◆ PROBLEM DETAILS ◆
Where "breakpoint" appears in a line of the entries below, that line should be copied.

◆ AVAILABLE DATA ◆
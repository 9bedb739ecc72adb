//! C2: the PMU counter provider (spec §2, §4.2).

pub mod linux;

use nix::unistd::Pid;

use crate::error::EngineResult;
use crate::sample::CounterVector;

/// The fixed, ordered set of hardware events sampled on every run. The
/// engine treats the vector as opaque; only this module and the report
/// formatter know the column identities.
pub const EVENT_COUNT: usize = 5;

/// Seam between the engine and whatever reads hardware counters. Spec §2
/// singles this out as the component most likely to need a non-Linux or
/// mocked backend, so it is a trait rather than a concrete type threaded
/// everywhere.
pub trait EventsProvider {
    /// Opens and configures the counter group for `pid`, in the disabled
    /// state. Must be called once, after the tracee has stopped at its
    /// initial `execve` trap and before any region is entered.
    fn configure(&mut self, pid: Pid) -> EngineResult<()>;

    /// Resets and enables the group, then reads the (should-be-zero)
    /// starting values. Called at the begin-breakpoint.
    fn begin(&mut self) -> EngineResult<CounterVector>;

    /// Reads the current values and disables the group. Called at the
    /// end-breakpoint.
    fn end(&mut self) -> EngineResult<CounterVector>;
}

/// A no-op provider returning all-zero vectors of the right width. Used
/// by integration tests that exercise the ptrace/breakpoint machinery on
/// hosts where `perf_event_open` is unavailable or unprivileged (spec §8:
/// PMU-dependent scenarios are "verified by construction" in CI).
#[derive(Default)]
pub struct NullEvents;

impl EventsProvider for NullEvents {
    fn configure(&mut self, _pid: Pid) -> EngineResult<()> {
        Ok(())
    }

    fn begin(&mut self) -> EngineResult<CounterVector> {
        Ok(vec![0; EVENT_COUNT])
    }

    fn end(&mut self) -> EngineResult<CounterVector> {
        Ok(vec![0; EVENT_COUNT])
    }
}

◆ RESPONSE TO THIS TASK ◆
    /// starting values. Called at the begin-breakpoint.
    /// end-breakpoint.
/// by integration tests that exercise the ptrace/breakpoint machinery on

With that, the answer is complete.